The median age in the city was 33.9 years. 25.6% of residents were under the age of 18; 10.2% were between the ages of 18 and 24; 24.2% were from 25 to 44; 24.1% were from 45 to 64; and 15.9% were 65 years of age or older. The gender makeup of the city was 48.3% male and 51.7% female.

===2000 census===
As of the 2000 census, there were 210 people, 76 households, and 56 families living in the city. The population density was 75.8 PD/sqmi. There were 77 housing units at an average density of 27.8 /sqmi. The racial makeup of the city was 99.05% White, and 0.95% from two or more races.

There were 76 households, out of which 46.1% had children under the age of 18 living with them, 65.8% were married couples living together, 5.3% had a female householder with no husband present, and 26.3% were non-families. 26.3% of all households were made up of individuals, and 13.2% had someone living alone who was 65 years of age or older.
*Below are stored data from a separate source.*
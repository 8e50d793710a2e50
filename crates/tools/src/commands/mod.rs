//! Subcommands of the `minipic` binary.

pub mod inspect;
pub mod list;
pub mod validate;
//! Scenario registry.
//!
//! Scenarios register at link time into [`SCENARIOS`] through
//! [`linkme::distributed_slice`]; lookup is by exact name. Nothing is
//! loaded dynamically, so every scenario that can be dispatched is known
//! when the binary is built.
//!
//! # Example Registration
//!
//! ```ignore
//! use minipic_validation::registry::{SCENARIOS, ScenarioDescriptor};
//! use minipic_validation::linkme::distributed_slice;
//!
//! #[distributed_slice(SCENARIOS)]
//! static LASER: ScenarioDescriptor = ScenarioDescriptor {
//!     name: "laser",
//!     summary: "Antenna-driven laser in vacuum",
//!     build: build_laser,
//! };
//! ```

use linkme::distributed_slice;

use crate::scenario::ValidationScenario;

/// Constructor for a scenario, bound to its golden data.
pub type BuildFn = fn() -> Box<dyn ValidationScenario>;

/// Descriptor for a registered scenario
pub struct ScenarioDescriptor {
    /// Name used on the command line (e.g., "thermal_heavy")
    pub name: &'static str,
    /// One-line description
    pub summary: &'static str,
    pub build: BuildFn,
}

/// Distributed slice collecting all scenario registrations.
#[distributed_slice]
pub static SCENARIOS: [ScenarioDescriptor];

/// All registered scenarios, sorted by name.
pub fn all() -> Vec<&'static ScenarioDescriptor> {
    let mut all: Vec<_> = SCENARIOS.iter().collect();
    all.sort_by_key(|d| d.name);
    all
}

/// All registered scenario names, sorted.
pub fn all_names() -> Vec<&'static str> {
    all().into_iter().map(|d| d.name).collect()
}

/// Look up a scenario by name
pub fn get(name: &str) -> Option<&'static ScenarioDescriptor> {
    SCENARIOS.iter().find(|d| d.name == name)
}

/// Check if a scenario name is registered
pub fn is_known(name: &str) -> bool {
    get(name).is_some()
}
//! Pairwise summation.
//!
//! Golden values were recorded with NumPy's `sum`, which reduces contiguous
//! float arrays pairwise in blocks of 128 with eight partial accumulators.
//! Reproducing the same order keeps a 16.7M particle sum within a `1e-10`
//! relative tolerance, where a left-to-right fold does not.

const BLOCK: usize = 128;

/// Sum `f(i)` for `i in 0..len` in NumPy's pairwise order.
pub fn pairwise_sum_by(len: usize, f: impl Fn(usize) -> f64) -> f64 {
    sum_range(0, len, &f)
}

/// Sum of `|v|` over `values`.
pub fn abs_sum(values: &[f64]) -> f64 {
    pairwise_sum_by(values.len(), |i| values[i].abs())
}

fn sum_range(start: usize, n: usize, f: &impl Fn(usize) -> f64) -> f64 {
    if n < 8 {
        let mut res = 0.0;
        for i in start..start + n {
            res += f(i);
        }
        res
    } else if n <= BLOCK {
        let mut r = [0.0f64; 8];
        for (k, acc) in r.iter_mut().enumerate() {
            *acc = f(start + k);
        }
        let mut i = 8;
        while i < n - (n % 8) {
            for (k, acc) in r.iter_mut().enumerate() {
                *acc += f(start + i + k);
            }
            i += 8;
        }
        let mut res = ((r[0] + r[1]) + (r[2] + r[3])) + ((r[4] + r[5]) + (r[6] + r[7]));
        while i < n {
            res += f(start + i);
            i += 1;
        }
        res
    } else {
        let mut n2 = n / 2;
        n2 -= n2 % 8;
        sum_range(start, n2, f) + sum_range(start + n2, n - n2, f)
    }
}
The average household size was 2.68 and the average family size was 3.27.

In the city, the population was spread out, with 33.3% under the age of 18, 3.3% from 18 to 24, 31.0% from 25 to 44, 14.3% from 45 to 64, and 18.1% who were 65 years of age or older. The median age was 34 years. For every 100 females, there were 89.2 males. For every 100 females age 18 and over, there were 94.4 males.

The median income for a household in the city was $31,250, and the median income for a family was $33,958. Males had a median income of $28,125 versus $17,000 for females. The per capita income for the city was $12,105. About 6.6% of families and 8.6% of the population were below the poverty line, including 11.1% of those under the age of eighteen and none of those 65 or over.

==Transportation==
Amtrak’s Empire Builder, which operates between Seattle/Portland and Chicago, passes through the town on BNSF tracks, but makes no stop. The nearest station is located in Staples, 23 mi to the southeast.